Required work => Give the lines below again exactly, starting with the line that holds "assert!(!err.is_user_facing());" and going on through the line that holds "let path = path.as_ref();".

Excerpted data =>
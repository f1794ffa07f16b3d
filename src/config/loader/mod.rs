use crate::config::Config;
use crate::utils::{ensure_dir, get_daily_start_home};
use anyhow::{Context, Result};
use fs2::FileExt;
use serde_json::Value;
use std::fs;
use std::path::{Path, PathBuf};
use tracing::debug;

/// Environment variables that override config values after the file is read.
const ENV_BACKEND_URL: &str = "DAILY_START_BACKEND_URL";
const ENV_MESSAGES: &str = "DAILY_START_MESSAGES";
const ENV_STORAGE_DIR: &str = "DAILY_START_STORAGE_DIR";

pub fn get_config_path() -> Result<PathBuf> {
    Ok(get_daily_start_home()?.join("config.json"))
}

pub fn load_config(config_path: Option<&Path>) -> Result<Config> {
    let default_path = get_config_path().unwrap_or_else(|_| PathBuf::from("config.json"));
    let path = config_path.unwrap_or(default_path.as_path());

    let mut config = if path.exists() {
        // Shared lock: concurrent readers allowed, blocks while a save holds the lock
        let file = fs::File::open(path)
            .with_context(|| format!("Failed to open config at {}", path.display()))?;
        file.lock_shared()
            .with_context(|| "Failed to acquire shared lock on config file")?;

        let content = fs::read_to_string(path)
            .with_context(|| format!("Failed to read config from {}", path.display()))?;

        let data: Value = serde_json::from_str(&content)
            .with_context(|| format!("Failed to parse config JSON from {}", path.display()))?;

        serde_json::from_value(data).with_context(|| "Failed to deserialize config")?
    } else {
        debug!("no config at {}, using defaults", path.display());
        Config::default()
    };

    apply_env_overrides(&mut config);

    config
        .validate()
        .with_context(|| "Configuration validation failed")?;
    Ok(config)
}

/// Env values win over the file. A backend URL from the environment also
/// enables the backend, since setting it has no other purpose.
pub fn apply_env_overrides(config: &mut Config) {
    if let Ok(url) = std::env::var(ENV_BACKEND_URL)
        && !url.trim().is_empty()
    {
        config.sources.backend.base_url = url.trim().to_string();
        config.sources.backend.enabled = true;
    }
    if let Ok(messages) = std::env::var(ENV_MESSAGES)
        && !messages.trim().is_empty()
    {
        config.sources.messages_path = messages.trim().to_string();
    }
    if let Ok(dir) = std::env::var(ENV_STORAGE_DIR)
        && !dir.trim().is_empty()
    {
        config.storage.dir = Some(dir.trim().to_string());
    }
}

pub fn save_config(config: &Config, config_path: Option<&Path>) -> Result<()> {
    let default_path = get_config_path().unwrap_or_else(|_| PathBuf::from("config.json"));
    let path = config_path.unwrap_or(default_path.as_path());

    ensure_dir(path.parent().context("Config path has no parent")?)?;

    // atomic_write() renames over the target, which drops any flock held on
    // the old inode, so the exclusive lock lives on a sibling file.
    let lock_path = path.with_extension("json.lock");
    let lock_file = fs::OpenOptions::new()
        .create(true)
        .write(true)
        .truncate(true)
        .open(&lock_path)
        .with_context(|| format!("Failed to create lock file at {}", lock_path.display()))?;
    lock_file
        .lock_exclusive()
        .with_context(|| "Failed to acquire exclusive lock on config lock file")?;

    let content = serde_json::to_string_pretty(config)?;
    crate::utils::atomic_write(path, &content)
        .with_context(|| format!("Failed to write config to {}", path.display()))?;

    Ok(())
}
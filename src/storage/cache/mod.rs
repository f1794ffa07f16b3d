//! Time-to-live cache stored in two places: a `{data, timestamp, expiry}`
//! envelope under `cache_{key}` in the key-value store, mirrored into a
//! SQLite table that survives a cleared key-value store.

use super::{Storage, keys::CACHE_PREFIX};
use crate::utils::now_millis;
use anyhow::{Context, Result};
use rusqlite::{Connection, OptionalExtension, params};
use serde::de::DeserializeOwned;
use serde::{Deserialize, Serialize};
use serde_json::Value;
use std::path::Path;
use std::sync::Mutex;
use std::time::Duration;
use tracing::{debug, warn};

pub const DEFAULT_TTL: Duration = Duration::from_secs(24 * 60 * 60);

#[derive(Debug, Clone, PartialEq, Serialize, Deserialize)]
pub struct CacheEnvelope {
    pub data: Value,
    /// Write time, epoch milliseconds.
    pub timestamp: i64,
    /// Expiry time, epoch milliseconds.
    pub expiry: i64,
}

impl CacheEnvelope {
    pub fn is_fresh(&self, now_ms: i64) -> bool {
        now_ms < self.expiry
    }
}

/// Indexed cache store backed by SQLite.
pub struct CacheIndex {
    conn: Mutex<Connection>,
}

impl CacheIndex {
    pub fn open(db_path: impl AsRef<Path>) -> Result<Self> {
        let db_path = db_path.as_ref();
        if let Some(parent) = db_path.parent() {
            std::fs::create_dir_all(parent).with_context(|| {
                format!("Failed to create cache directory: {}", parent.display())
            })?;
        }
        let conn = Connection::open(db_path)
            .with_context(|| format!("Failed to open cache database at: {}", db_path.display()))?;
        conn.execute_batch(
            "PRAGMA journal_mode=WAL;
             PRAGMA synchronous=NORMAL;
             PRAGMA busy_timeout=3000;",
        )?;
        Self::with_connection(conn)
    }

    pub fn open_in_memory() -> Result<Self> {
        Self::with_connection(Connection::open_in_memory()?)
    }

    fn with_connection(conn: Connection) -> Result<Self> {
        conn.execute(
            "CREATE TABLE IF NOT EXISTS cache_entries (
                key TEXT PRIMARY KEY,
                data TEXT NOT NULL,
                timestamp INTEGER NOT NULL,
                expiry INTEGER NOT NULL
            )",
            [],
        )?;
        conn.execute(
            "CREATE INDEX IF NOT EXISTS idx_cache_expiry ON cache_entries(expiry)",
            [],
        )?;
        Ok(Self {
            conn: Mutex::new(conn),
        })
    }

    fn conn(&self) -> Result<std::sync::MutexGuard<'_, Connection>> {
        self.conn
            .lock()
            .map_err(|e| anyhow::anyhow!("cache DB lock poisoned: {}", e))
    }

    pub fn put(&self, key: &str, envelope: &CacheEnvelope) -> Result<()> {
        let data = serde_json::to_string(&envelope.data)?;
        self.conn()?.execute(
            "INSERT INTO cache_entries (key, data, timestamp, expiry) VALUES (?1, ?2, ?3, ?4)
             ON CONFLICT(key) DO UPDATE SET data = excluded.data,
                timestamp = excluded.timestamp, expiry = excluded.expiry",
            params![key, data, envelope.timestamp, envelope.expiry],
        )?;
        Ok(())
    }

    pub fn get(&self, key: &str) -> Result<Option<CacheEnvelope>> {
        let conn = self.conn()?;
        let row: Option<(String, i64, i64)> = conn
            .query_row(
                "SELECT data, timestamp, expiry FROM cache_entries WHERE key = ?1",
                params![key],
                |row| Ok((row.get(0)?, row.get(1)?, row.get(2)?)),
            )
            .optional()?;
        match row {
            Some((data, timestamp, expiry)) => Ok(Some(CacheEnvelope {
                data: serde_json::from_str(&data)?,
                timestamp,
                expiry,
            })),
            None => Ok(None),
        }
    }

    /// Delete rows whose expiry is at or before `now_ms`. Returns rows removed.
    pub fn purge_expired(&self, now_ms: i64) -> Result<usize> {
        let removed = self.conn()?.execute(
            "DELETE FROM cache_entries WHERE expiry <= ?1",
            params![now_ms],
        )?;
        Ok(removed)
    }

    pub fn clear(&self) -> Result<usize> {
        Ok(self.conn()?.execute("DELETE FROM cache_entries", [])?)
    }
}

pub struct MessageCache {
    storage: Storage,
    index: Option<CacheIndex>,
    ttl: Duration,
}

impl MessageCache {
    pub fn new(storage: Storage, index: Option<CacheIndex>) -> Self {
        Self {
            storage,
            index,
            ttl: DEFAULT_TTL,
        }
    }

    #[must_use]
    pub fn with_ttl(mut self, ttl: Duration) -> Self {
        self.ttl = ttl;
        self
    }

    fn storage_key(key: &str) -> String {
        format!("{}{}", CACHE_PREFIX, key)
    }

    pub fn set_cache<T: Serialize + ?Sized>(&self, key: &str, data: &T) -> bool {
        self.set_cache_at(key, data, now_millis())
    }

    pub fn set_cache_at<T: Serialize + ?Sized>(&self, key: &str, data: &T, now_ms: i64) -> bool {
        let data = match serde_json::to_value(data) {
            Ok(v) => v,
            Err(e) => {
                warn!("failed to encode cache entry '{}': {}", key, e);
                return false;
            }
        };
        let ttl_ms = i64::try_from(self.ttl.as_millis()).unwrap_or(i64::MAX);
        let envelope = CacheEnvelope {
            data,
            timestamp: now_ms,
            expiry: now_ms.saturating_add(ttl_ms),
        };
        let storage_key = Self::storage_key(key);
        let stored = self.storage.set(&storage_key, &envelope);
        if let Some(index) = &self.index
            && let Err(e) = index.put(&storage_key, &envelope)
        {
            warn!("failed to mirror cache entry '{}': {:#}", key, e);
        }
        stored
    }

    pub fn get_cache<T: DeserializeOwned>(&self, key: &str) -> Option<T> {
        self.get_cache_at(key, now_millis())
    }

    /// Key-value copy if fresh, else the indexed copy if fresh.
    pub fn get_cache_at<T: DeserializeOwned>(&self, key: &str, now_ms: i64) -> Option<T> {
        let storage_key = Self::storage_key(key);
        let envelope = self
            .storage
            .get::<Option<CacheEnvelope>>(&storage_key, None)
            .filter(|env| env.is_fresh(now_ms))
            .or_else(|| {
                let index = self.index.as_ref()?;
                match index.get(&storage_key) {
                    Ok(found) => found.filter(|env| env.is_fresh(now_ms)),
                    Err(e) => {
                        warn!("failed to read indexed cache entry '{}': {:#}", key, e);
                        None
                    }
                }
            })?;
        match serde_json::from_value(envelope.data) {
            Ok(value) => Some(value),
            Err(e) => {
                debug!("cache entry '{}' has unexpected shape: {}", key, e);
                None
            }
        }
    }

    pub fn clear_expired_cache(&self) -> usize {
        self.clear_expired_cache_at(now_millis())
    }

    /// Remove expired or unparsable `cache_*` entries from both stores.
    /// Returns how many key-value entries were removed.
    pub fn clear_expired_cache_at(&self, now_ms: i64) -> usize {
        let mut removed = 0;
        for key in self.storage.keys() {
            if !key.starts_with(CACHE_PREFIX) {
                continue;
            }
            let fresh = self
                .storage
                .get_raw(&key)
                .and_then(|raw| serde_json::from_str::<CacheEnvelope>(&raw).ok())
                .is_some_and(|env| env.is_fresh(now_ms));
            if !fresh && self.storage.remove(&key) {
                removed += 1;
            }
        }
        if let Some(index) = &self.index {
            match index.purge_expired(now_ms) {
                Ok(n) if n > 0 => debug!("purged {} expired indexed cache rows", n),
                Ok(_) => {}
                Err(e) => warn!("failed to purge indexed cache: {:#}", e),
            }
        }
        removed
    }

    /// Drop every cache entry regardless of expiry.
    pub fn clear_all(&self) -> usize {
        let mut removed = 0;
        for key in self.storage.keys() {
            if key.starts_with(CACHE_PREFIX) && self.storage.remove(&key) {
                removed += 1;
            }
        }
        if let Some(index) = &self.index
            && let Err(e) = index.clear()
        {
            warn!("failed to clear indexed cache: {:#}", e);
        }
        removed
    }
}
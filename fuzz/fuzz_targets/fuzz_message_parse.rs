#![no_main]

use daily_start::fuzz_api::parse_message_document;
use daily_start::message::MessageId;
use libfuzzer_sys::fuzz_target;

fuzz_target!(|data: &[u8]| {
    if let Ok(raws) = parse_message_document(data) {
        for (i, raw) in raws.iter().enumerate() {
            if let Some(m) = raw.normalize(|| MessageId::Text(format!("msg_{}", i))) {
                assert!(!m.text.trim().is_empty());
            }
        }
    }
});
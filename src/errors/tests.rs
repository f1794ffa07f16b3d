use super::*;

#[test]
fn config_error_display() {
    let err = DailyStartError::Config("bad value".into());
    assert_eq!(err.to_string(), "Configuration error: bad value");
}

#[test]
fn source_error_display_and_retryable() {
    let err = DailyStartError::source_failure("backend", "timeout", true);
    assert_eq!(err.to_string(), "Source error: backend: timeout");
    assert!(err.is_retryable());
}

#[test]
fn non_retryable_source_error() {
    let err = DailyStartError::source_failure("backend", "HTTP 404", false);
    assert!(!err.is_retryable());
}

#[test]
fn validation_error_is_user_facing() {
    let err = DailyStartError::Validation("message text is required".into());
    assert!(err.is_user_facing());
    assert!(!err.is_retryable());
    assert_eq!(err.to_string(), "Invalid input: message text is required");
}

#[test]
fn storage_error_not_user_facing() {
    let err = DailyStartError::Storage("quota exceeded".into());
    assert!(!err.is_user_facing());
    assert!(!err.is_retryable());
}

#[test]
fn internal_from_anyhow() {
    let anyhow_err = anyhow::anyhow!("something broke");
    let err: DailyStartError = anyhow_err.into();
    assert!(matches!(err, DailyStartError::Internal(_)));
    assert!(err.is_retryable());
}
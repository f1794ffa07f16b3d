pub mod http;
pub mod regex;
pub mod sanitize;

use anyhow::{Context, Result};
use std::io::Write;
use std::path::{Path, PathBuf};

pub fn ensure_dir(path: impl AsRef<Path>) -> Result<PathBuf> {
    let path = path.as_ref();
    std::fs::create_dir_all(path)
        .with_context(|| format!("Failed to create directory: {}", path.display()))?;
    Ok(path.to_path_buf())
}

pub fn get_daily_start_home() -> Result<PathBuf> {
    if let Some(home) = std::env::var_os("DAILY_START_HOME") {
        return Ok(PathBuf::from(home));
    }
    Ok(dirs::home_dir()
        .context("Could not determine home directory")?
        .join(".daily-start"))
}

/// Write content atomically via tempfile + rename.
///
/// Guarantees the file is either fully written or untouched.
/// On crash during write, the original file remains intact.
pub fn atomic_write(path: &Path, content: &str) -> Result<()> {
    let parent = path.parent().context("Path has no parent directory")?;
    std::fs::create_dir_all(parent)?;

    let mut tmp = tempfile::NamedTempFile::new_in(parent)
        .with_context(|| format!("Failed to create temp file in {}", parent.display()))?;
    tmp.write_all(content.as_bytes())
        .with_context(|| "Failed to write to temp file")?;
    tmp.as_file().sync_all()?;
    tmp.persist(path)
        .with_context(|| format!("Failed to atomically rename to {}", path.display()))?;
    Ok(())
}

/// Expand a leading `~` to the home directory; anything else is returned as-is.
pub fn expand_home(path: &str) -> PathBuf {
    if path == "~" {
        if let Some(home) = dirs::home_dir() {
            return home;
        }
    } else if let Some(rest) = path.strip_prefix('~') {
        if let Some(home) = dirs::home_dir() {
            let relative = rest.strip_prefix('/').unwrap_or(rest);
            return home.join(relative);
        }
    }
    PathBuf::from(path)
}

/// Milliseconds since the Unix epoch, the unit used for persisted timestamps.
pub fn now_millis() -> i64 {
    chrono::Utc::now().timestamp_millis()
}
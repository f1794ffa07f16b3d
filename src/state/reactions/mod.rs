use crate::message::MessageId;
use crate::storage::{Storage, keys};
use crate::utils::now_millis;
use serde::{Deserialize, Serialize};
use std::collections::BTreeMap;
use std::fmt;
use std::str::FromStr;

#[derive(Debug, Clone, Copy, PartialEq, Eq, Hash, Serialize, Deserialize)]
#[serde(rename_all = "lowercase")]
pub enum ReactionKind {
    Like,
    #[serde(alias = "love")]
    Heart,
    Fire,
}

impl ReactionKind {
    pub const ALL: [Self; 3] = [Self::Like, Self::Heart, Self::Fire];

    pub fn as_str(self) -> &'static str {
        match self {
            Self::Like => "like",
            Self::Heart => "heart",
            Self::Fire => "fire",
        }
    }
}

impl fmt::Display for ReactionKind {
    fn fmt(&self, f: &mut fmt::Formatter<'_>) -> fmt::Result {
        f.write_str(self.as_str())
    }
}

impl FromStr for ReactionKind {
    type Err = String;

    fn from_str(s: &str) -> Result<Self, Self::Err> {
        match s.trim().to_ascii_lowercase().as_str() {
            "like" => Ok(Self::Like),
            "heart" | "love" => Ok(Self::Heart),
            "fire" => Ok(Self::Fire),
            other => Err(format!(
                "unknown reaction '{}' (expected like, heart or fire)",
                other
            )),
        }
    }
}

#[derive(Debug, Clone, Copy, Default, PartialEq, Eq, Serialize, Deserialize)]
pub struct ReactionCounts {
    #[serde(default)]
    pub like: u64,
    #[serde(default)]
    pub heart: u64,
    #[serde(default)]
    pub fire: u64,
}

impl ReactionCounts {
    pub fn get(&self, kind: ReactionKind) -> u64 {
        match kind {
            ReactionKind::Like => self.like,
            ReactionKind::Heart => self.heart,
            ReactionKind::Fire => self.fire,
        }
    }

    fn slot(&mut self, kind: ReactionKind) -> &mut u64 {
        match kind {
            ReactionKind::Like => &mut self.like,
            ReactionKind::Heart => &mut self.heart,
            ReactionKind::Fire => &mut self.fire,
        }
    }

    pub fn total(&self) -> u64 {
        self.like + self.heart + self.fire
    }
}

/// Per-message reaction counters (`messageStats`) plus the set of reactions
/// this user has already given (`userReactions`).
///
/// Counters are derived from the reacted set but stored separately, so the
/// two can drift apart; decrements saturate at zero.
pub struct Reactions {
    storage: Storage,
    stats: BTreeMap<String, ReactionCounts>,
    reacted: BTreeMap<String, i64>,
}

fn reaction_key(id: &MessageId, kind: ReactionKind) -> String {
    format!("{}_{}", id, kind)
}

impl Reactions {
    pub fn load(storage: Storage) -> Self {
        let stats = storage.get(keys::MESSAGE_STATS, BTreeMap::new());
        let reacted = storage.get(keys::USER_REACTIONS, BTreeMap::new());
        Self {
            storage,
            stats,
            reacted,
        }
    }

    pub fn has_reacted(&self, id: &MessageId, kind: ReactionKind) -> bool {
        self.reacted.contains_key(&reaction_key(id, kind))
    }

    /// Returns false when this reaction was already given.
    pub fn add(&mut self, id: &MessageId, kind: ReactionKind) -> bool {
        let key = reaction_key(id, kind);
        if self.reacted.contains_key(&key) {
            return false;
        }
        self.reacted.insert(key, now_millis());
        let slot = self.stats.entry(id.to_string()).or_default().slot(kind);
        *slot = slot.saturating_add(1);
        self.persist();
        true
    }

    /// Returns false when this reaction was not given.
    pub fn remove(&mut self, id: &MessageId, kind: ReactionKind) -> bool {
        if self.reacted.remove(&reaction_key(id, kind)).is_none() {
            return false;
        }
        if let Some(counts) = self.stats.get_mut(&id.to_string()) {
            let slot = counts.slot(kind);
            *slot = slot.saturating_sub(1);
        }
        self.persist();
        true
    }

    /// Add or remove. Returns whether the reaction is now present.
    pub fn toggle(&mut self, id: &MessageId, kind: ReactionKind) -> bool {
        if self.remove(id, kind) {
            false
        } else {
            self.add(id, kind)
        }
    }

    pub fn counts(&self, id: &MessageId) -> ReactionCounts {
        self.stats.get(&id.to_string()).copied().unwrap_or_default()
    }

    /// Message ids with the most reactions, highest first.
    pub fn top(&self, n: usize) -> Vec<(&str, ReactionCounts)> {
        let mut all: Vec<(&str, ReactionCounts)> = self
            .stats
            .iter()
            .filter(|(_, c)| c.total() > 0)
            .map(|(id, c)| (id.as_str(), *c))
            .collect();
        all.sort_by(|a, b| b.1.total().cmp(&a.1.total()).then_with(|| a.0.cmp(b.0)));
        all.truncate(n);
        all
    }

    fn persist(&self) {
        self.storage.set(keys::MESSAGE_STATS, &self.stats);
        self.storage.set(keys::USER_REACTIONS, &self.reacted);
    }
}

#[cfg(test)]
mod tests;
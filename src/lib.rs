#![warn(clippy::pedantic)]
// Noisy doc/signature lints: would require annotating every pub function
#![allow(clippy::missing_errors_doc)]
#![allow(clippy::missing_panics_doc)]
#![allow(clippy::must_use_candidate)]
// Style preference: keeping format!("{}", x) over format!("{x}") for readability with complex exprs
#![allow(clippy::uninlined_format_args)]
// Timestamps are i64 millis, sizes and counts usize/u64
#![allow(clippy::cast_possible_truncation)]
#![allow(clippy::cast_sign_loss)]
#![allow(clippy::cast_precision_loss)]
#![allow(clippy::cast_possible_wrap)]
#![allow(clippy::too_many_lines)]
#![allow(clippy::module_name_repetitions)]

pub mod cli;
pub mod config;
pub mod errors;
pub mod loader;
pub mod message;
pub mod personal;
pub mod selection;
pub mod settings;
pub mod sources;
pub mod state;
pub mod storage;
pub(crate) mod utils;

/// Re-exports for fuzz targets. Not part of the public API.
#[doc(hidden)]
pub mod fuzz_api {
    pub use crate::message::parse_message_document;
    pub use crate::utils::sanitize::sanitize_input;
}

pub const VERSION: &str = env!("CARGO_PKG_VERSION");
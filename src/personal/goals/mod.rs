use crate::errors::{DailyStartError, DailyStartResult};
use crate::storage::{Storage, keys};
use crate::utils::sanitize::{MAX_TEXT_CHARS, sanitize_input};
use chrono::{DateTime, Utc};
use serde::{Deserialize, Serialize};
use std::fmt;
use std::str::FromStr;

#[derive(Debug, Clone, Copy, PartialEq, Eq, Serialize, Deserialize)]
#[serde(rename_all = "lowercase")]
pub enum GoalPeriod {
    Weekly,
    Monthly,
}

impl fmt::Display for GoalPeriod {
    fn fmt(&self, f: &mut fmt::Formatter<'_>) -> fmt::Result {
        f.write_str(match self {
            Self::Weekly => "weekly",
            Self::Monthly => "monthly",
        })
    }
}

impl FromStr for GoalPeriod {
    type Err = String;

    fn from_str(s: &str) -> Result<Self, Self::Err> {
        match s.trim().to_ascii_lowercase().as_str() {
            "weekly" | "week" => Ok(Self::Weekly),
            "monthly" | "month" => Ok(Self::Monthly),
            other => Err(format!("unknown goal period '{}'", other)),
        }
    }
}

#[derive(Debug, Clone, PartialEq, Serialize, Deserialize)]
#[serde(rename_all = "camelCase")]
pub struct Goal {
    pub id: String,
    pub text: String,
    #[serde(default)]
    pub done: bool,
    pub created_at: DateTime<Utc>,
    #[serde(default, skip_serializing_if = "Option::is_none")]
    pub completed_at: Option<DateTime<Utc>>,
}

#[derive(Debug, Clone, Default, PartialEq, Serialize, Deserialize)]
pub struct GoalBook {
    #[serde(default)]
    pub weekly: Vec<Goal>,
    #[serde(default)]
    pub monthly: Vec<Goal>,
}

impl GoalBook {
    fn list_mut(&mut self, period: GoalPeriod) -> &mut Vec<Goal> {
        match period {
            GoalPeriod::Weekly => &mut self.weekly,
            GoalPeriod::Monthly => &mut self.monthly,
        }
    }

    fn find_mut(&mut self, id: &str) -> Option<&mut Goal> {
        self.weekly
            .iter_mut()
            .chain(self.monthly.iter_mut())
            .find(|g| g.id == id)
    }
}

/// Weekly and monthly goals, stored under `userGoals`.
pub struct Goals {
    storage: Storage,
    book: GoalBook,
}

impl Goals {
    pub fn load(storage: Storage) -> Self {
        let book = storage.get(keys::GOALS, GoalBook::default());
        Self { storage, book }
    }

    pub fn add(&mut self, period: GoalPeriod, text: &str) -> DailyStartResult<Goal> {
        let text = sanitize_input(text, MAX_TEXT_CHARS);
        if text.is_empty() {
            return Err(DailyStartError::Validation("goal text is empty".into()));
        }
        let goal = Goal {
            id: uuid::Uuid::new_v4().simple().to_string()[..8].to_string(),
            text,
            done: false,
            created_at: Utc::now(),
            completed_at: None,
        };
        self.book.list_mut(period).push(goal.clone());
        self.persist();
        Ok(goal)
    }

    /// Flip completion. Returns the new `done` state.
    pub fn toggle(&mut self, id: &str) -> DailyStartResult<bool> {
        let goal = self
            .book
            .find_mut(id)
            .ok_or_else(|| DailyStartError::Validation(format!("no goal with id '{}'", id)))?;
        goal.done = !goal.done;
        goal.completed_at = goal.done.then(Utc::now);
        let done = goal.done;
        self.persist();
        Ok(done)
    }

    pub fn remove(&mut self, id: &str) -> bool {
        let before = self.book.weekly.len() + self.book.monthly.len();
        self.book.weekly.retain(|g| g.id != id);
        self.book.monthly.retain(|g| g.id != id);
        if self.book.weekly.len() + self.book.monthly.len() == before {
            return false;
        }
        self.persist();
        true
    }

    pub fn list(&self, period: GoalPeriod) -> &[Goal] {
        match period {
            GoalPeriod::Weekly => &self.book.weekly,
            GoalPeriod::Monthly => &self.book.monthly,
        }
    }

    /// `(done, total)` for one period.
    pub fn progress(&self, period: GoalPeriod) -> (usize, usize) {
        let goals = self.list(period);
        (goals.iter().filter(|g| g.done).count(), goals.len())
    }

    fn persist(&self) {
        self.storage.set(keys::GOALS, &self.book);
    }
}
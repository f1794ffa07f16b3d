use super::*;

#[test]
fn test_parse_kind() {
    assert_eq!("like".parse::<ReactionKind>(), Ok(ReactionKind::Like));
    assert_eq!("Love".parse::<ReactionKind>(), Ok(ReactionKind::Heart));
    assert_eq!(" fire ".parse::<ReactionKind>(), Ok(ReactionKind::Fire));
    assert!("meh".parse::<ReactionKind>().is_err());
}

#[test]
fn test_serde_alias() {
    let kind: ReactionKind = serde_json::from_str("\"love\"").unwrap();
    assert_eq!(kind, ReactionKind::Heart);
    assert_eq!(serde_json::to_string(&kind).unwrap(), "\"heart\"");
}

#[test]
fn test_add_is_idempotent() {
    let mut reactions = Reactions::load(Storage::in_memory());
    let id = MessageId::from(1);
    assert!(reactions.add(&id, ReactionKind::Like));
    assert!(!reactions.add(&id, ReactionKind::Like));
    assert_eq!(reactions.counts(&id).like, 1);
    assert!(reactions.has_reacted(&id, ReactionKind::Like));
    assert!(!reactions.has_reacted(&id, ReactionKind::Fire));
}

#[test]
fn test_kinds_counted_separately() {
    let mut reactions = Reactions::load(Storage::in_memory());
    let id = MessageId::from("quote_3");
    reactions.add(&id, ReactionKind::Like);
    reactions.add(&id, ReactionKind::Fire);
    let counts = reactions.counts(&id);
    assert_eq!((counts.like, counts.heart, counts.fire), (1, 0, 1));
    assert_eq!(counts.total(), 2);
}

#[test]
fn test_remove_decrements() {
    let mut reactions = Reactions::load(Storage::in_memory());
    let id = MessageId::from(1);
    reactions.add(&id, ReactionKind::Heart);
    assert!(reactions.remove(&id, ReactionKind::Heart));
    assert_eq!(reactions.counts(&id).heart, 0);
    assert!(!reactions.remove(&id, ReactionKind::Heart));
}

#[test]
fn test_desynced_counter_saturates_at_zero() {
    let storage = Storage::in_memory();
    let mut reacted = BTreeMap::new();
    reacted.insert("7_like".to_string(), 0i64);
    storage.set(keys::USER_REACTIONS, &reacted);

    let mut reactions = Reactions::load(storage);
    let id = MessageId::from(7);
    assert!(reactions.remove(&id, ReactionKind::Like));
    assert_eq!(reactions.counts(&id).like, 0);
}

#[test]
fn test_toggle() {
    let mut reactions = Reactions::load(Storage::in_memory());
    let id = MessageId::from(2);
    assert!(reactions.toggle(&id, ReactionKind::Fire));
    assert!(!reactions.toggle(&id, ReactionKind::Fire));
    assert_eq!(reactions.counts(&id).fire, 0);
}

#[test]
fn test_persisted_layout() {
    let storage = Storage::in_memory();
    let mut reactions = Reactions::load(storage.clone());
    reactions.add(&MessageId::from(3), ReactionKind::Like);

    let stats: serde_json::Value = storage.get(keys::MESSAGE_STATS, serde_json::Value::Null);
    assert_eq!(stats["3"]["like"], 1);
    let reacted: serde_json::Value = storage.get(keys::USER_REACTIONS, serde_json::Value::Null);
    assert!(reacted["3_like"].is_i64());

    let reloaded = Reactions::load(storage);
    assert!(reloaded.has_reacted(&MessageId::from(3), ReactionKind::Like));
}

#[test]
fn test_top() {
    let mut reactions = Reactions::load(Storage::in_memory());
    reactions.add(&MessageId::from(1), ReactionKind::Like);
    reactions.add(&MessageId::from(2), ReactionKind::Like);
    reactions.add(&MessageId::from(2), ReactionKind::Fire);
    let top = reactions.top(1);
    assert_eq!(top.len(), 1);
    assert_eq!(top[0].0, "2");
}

Solution =>
    assert!(!err.is_user_facing());
    assert!(!err.is_retryable());
}

#[test]
fn internal_from_anyhow() {
    let anyhow_err = anyhow::anyhow!("something broke");
    let err: DailyStartError = anyhow_err.into();
    assert!(matches!(err, DailyStartError::Internal(_)));
    assert!(err.is_retryable());
}
repository f1794ffa07f16b3d
pub mod http;
pub mod regex;
pub mod sanitize;

use anyhow::{Context, Result};
use std::io::Write;
use std::path::{Path, PathBuf};

pub fn ensure_dir(path: impl AsRef<Path>) -> Result<PathBuf> {
    let path = path.as_ref();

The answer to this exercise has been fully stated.